The American Sign Language professor at Oklahoma State University is spearheading a new ASL major that the university began offering this fall.
Students majoring in ASL can take various paths. They can double major and pursue a career in a different field, or they can potentially pursue interpreting.
“The overall goal for our degree is fluency, native-like fluency, and from there the sky’s the limit. You can use this language in anything,” she said.
The Gallaudet Research Institute estimates about 70,000 people are deaf or hard of hearing in Oklahoma. And Woodall-Greene said communicating with them is incredibly important.
So far, a handful of students have declared ASL as a major and more have expressed interest, Woodall-Greene said.
Classes in ASL have already proved popular in Stillwater, Woodall-Greene said. Though the university hadn’t offered a major previously, it had offered foreign language concentrations in ASL for years.
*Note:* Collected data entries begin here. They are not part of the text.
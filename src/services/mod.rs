pub mod backend;
pub mod notifier;
pub mod orchestrator;
pub mod stage_queue;
pub mod transport;
use async_trait::async_trait;
use std::path::{Component, Path, PathBuf};

use super::collect_files;
use crate::services::backend::{BackendError, StageBackend, StageContext, StageOutput};

/// Accepts only plain relative paths, so a descriptor can't escape its root.
fn confined(relative: &str) -> Option<PathBuf> {
    let path = Path::new(relative);
    let plain = path
        .components()
        .all(|c| matches!(c, Component::Normal(_) | Component::CurDir));
    (plain && path.components().next().is_some()).then(|| path.to_path_buf())
}

/// Copies the files of the job's work directory into `<root>/<destination>`.
///
/// Without a destination the job id names the target directory.
pub struct LocalDirectoryUploader {
    root: PathBuf,
}

impl LocalDirectoryUploader {
    pub fn new(root: impl Into<PathBuf>) -> Self {
        Self { root: root.into() }
    }

    fn target_for(&self, destination: Option<&str>, job_id: &str) -> Result<PathBuf, BackendError> {
        match destination {
            Some(dest) => confined(dest)
                .map(|rel| self.root.join(rel))
                .ok_or_else(|| BackendError::Unsupported(format!("destination '{dest}'"))),
            None => Ok(self.root.join(job_id)),
        }
    }
}

#[async_trait]
impl StageBackend for LocalDirectoryUploader {
    fn name(&self) -> &'static str {
        "local"
    }

    async fn run(&self, ctx: &StageContext) -> Result<StageOutput, BackendError> {
        let job = &ctx.job;
        let target = self.target_for(job.destination.as_deref(), job.id.as_str())?;

        let files = collect_files(&job.work_dir).await?;
        for relative in &files {
            let to = target.join(relative);
            if let Some(parent) = to.parent() {
                tokio::fs::create_dir_all(parent).await?;
            }
            tokio::fs::copy(job.work_dir.join(relative), &to).await?;
        }

        tracing::info!(job_id = %job.id, files = files.len(), target = %target.display(), "Copied to local destination");
        Ok(StageOutput::at(target.display().to_string()))
    }
}

/// Copies a local file (the job's source path) into the work directory.
#[derive(Debug, Default)]
pub struct LocalCopyDownloader;

#[async_trait]
impl StageBackend for LocalCopyDownloader {
    fn name(&self) -> &'static str {
        "file"
    }

    async fn run(&self, ctx: &StageContext) -> Result<StageOutput, BackendError> {
        let job = &ctx.job;
        let source = Path::new(job.source.strip_prefix("file://").unwrap_or(&job.source));
        let name = source
            .file_name()
            .ok_or_else(|| BackendError::Unsupported(job.source.clone()))?;

        let to = job.work_dir.join(name);
        let bytes = tokio::fs::copy(source, &to).await?;
        tracing::debug!(job_id = %job.id, bytes, "Copied local source");
        Ok(StageOutput::at(to.display().to_string()))
    }
}
use axum::extract::State;
use axum::response::IntoResponse;
use axum::routing::get;
use axum::Router;
use metrics_exporter_prometheus::PrometheusHandle;
use std::sync::Arc;

/// Router serving GET /metrics from the installed recorder.
pub fn router(handle: Arc<PrometheusHandle>) -> Router {
    Router::new()
        .route("/metrics", get(prometheus_metrics))
        .with_state(handle)
}

/// Prometheus text exposition.
pub async fn prometheus_metrics(State(handle): State<Arc<PrometheusHandle>>) -> impl IntoResponse {
    handle.render()
}

/// Register descriptions for the pipeline metrics.
pub fn describe() {
    metrics::describe_counter!("mirror_jobs_submitted_total", "Mirror jobs accepted");
    metrics::describe_counter!(
        "mirror_jobs_completed_total",
        "Mirror jobs that finished uploading"
    );
    metrics::describe_counter!(
        "mirror_jobs_failed_total",
        "Mirror jobs torn down after a stage error, by stage"
    );
    metrics::describe_counter!(
        "mirror_jobs_cancelled_total",
        "Mirror jobs removed, after errors or on request"
    );
    metrics::describe_gauge!("mirror_stage_active", "Jobs holding a slot, by stage");
    metrics::describe_gauge!("mirror_stage_queued", "Jobs waiting for a slot, by stage");
    metrics::describe_histogram!("mirror_stage_seconds", "Time spent in a stage backend");
}
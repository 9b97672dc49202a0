use serde::{Deserialize, Serialize};

use super::job::JobId;
use super::status::JobStatus;

/// A status change travelling through the status transport.
///
/// On the wire: `{"jobId": "...", "status": "download.complete", "detail": "..."}`.
/// `detail` carries a stage's output location on `complete` and the error
/// text on `error`.
#[derive(Debug, Clone, PartialEq, Eq, Serialize, Deserialize)]
#[serde(rename_all = "camelCase")]
pub struct StatusEvent {
    pub job_id: JobId,
    pub status: JobStatus,
    #[serde(default, skip_serializing_if = "Option::is_none")]
    pub detail: Option<String>,
}

impl StatusEvent {
    pub fn new(job_id: JobId, status: JobStatus) -> Self {
        Self {
            job_id,
            status,
            detail: None,
        }
    }
}
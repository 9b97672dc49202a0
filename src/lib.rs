//! Mirror pipeline
//!
//! Moves mirror jobs through download, optional compression, optional
//! decompression and upload, bounding how many jobs are active in each stage.
//! Status changes travel through an asynchronous self-addressed transport
//! and are applied by a single orchestrator; backends plug into each stage
//! through the [`services::backend::StageBackend`] trait.

pub mod app_state;
pub mod backends;
pub mod config;
pub mod models;
pub mod routes;
pub mod services;
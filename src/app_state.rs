use std::time::Instant;

use crate::services::{orchestrator::Orchestrator, transport::StatusTransport};

/// Shared application state passed to all route handlers.
#[derive(Clone)]
pub struct AppState {
    pub orchestrator: Orchestrator,
    /// Emitter used by the status event ingress
    pub transport: StatusTransport,
    pub started_at: Instant,
}

impl AppState {
    pub fn new(orchestrator: Orchestrator, transport: StatusTransport) -> Self {
        Self {
            orchestrator,
            transport,
            started_at: Instant::now(),
        }
    }
}
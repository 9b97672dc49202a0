//! Job request fixtures shared by the pipeline and API tests
#![allow(dead_code)]

use mirror_pipeline::models::{Capabilities, NewJobRequest};

/// Backend names registered by the test harness
pub const DOWNLOADER: &str = "fake-dl";
pub const UPLOADER: &str = "fake-up";

/// A job description that exercises one path through the pipeline
#[derive(Debug, Clone)]
pub struct JobFixture {
    pub source: &'static str,
    pub compress: bool,
    pub decompress: bool,
    pub description: &'static str,
}

pub const PLAIN: JobFixture = JobFixture {
    source: "https://mirror.example.com/plain.iso",
    compress: false,
    decompress: false,
    description: "download then upload",
};

pub const COMPRESS_ONLY: JobFixture = JobFixture {
    source: "https://mirror.example.com/folder/",
    compress: true,
    decompress: false,
    description: "download, compress, upload",
};

pub const DECOMPRESS_ONLY: JobFixture = JobFixture {
    source: "https://mirror.example.com/archive.tar",
    compress: false,
    decompress: true,
    description: "download, decompress, upload",
};

pub const FULL: JobFixture = JobFixture {
    source: "magnet:?xt=urn:btih:0123456789abcdef",
    compress: true,
    decompress: true,
    description: "every stage",
};

impl JobFixture {
    pub fn request(&self) -> NewJobRequest {
        NewJobRequest {
            source: self.source.to_string(),
            destination: Some("mirrors".to_string()),
            capabilities: Capabilities {
                downloader: DOWNLOADER.to_string(),
                uploader: UPLOADER.to_string(),
                compress: self.compress,
                decompress: self.decompress,
            },
            requester: Some(serde_json::json!({ "chat_id": 1001, "message_id": 7 })),
        }
    }

    /// Same request as JSON, as the command front end would post it
    pub fn json(&self) -> serde_json::Value {
        serde_json::json!({
            "source": self.source,
            "destination": "mirrors",
            "capabilities": {
                "downloader": DOWNLOADER,
                "uploader": UPLOADER,
                "compress": self.compress,
                "decompress": self.decompress,
            },
            "requester": { "chat_id": 1001, "message_id": 7 },
        })
    }
}
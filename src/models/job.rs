use chrono::{DateTime, Utc};
use garde::Validate;
use serde::{Deserialize, Serialize};
use std::fmt;
use std::path::PathBuf;
use tokio_util::sync::CancellationToken;
use uuid::Uuid;

use super::status::{JobStatus, Stage};

/// Opaque identifier of a mirror job. Also the correlation token on the wire.
#[derive(Debug, Clone, PartialEq, Eq, Hash, PartialOrd, Ord, Serialize, Deserialize)]
#[serde(transparent)]
pub struct JobId(String);

impl JobId {
    pub fn generate() -> Self {
        Self(Uuid::new_v4().to_string())
    }

    pub fn as_str(&self) -> &str {
        &self.0
    }
}

impl fmt::Display for JobId {
    fn fmt(&self, f: &mut fmt::Formatter<'_>) -> fmt::Result {
        f.write_str(&self.0)
    }
}

impl From<&str> for JobId {
    fn from(value: &str) -> Self {
        Self(value.to_string())
    }
}

impl From<String> for JobId {
    fn from(value: String) -> Self {
        Self(value)
    }
}

/// Which backends a job uses, and whether the optional stages apply.
#[derive(Debug, Clone, PartialEq, Eq, Serialize, Deserialize, Validate)]
pub struct Capabilities {
    /// Name of the registered download backend (e.g. "http").
    #[garde(length(min = 1, max = 64))]
    pub downloader: String,

    /// Name of the registered upload backend (e.g. "local", "s3").
    #[garde(length(min = 1, max = 64))]
    pub uploader: String,

    #[serde(default)]
    #[garde(skip)]
    pub compress: bool,

    #[serde(default)]
    #[garde(skip)]
    pub decompress: bool,
}

impl Capabilities {
    /// Whether the job passes through `stage` at all.
    pub fn requires(&self, stage: Stage) -> bool {
        match stage {
            Stage::Download | Stage::Upload => true,
            Stage::Compression => self.compress,
            Stage::Decompression => self.decompress,
        }
    }
}

/// Descriptor bundle for a new mirror job, supplied by the command front end.
#[derive(Debug, Clone, Deserialize, Validate)]
pub struct NewJobRequest {
    /// What to fetch: URL, magnet link, attachment reference.
    #[garde(length(min = 1, max = 4096))]
    pub source: String,

    /// Where to deliver the result, interpreted by the upload backend.
    #[serde(default)]
    #[garde(length(min = 1, max = 4096))]
    pub destination: Option<String>,

    #[garde(dive)]
    pub capabilities: Capabilities,

    /// Correlation data for the final notification (chat id, message id...).
    #[serde(default)]
    #[garde(skip)]
    pub requester: Option<serde_json::Value>,
}

/// One mirror job tracked end to end through the pipeline.
#[derive(Debug, Clone)]
pub struct MirrorJob {
    pub id: JobId,
    pub status: JobStatus,
    pub source: String,
    pub destination: Option<String>,
    pub capabilities: Capabilities,
    pub work_dir: PathBuf,
    pub requester: Option<serde_json::Value>,
    /// Last location reported by a finished stage (downloaded file, uploaded URL).
    pub output: Option<String>,
    pub created_at: DateTime<Utc>,
    pub updated_at: DateTime<Utc>,
    /// Set once the work directory has been removed so teardown runs once.
    pub work_dir_released: bool,
    /// Shared with in-flight backend work; cancelled on teardown.
    pub cancel: CancellationToken,
}

impl MirrorJob {
    pub fn new(id: JobId, request: NewJobRequest, work_dir: PathBuf) -> Self {
        let now = Utc::now();
        Self {
            id,
            status: JobStatus::Created,
            source: request.source,
            destination: request.destination,
            capabilities: request.capabilities,
            work_dir,
            requester: request.requester,
            output: None,
            created_at: now,
            updated_at: now,
            work_dir_released: false,
            cancel: CancellationToken::new(),
        }
    }

    pub fn summary(&self) -> JobSummary {
        JobSummary {
            job_id: self.id.clone(),
            status: self.status,
            source: self.source.clone(),
            destination: self.destination.clone(),
            capabilities: self.capabilities.clone(),
            output: self.output.clone(),
            created_at: self.created_at,
            updated_at: self.updated_at,
        }
    }
}

/// Read-only copy of a job, taken under the orchestrator lock.
#[derive(Debug, Clone, Serialize, Deserialize)]
pub struct JobSummary {
    pub job_id: JobId,
    pub status: JobStatus,
    pub source: String,
    pub destination: Option<String>,
    pub capabilities: Capabilities,
    pub output: Option<String>,
    pub created_at: DateTime<Utc>,
    pub updated_at: DateTime<Utc>,
}

/// Response after submitting a job.
#[derive(Debug, Serialize, Deserialize)]
pub struct SubmitResponse {
    pub job_id: JobId,
    pub status: JobStatus,
}
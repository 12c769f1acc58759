//! Candidate persistence.
//!
//! Records live in a single `candidatures` table: a few indexed columns for
//! lookups plus the full record as `jsonb`, so downstream consumers read the
//! same French-keyed document the pipeline produced.

use async_trait::async_trait;
use sqlx::{PgPool, Row};
use thiserror::Error;
use tracing::{info, warn};
use uuid::Uuid;

use crate::models::record::CandidateRecord;

#[derive(Debug, Error)]
pub enum StoreError {
    #[error("database error: {0}")]
    Database(#[from] sqlx::Error),

    #[error("record serialization failed: {0}")]
    Serialization(#[from] serde_json::Error),
}

/// Seam between the ingestion pipeline and whatever holds the records.
#[async_trait]
pub trait CandidateStore: Send + Sync {
    async fn find_one(&self, job: &str, name: &str)
        -> Result<Option<CandidateRecord>, StoreError>;

    /// Inserts a record unless one with the same job and candidate name
    /// already exists. Returns whether a row was written.
    async fn insert_one(&self, record: &CandidateRecord) -> Result<bool, StoreError>;

    /// Distinct values of one top-level record field.
    async fn distinct(&self, field: &str) -> Result<Vec<String>, StoreError>;

    async fn count(&self) -> Result<i64, StoreError>;

    async fn update_status(&self, id: Uuid, status: i32) -> Result<(), StoreError>;

    async fn delete(&self, id: Uuid) -> Result<(), StoreError>;
}

pub struct PgCandidateStore {
    pool: PgPool,
}

impl PgCandidateStore {
    pub fn new(pool: PgPool) -> Self {
        Self { pool }
    }

    pub async fn ensure_schema(pool: &PgPool) -> Result<(), StoreError> {
        sqlx::query(
            r#"
            CREATE TABLE IF NOT EXISTS candidatures (
                id UUID PRIMARY KEY,
                job TEXT NOT NULL,
                nom TEXT NOT NULL,
                date TIMESTAMPTZ,
                statut INT NOT NULL DEFAULT 0,
                data JSONB NOT NULL,
                cv BYTEA
            )
            "#,
        )
        .execute(pool)
        .await?;
        info!("candidatures table ready");
        Ok(())
    }
}

#[async_trait]
impl CandidateStore for PgCandidateStore {
    async fn find_one(
        &self,
        job: &str,
        name: &str,
    ) -> Result<Option<CandidateRecord>, StoreError> {
        let row = sqlx::query("SELECT data FROM candidatures WHERE job = $1 AND nom = $2")
            .bind(job)
            .bind(name)
            .fetch_optional(&self.pool)
            .await?;

        match row {
            Some(row) => {
                let data: serde_json::Value = row.try_get("data")?;
                Ok(Some(serde_json::from_value(data)?))
            }
            None => Ok(None),
        }
    }

    async fn insert_one(&self, record: &CandidateRecord) -> Result<bool, StoreError> {
        // Duplicate suppression only applies when both keys carry a real
        // value; placeholder rows are always kept.
        if !record.job.is_empty() && !record.name.is_empty() {
            if self.find_one(&record.job, &record.name).await?.is_some() {
                warn!(
                    "skipping duplicate application: {} / {}",
                    record.job, record.name
                );
                return Ok(false);
            }
        }

        let data = serde_json::to_value(record)?;
        sqlx::query(
            r#"
            INSERT INTO candidatures (id, job, nom, date, statut, data, cv)
            VALUES ($1, $2, $3, $4, $5, $6, $7)
            "#,
        )
        .bind(Uuid::new_v4())
        .bind(&record.job)
        .bind(&record.name)
        .bind(record.date)
        .bind(record.status)
        .bind(data)
        .bind(record.cv.as_deref())
        .execute(&self.pool)
        .await?;

        Ok(true)
    }

    async fn distinct(&self, field: &str) -> Result<Vec<String>, StoreError> {
        let rows = sqlx::query(
            "SELECT DISTINCT data->>$1 AS value FROM candidatures WHERE data->>$1 IS NOT NULL ORDER BY value",
        )
        .bind(field)
        .fetch_all(&self.pool)
        .await?;

        Ok(rows
            .into_iter()
            .filter_map(|row| row.try_get("value").ok())
            .collect())
    }

    async fn count(&self) -> Result<i64, StoreError> {
        let count: i64 = sqlx::query_scalar("SELECT COUNT(*) FROM candidatures")
            .fetch_one(&self.pool)
            .await?;
        Ok(count)
    }

    async fn update_status(&self, id: Uuid, status: i32) -> Result<(), StoreError> {
        // The jsonb copy is what readers see, keep it in sync with the column.
        sqlx::query(
            r#"
            UPDATE candidatures
            SET statut = $2, data = jsonb_set(data, '{Statut}', to_jsonb($2::int))
            WHERE id = $1
            "#,
        )
        .bind(id)
        .bind(status)
        .execute(&self.pool)
        .await?;
        Ok(())
    }

    async fn delete(&self, id: Uuid) -> Result<(), StoreError> {
        sqlx::query("DELETE FROM candidatures WHERE id = $1")
            .bind(id)
            .execute(&self.pool)
            .await?;
        Ok(())
    }
}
Woodall-Greene said about 170 students are enrolled in the basic level ASL classes this semester. ASL only trails Spanish in the number of students enrolled in what OSU classifies as a foreign language.
Offering ASL as a major has been a yearslong process, Woodall-Greene said. OSU professors first proposed it as a major in 2016, she said.
However, one of the major hangups was that there were no tenure track professors at that time teaching ASL. So, once Woodall-Greene got her doctorate — she was pursuing it at that time — they tried again. Finally, in the summer of 2021 after rejections and delays due to the coronavirus pandemic, the major was accepted and students were able to declare it this fall.
Woodall-Greene said her hope is to increase supports for the deaf community in Stillwater and beyond as she continues to try and grow the program.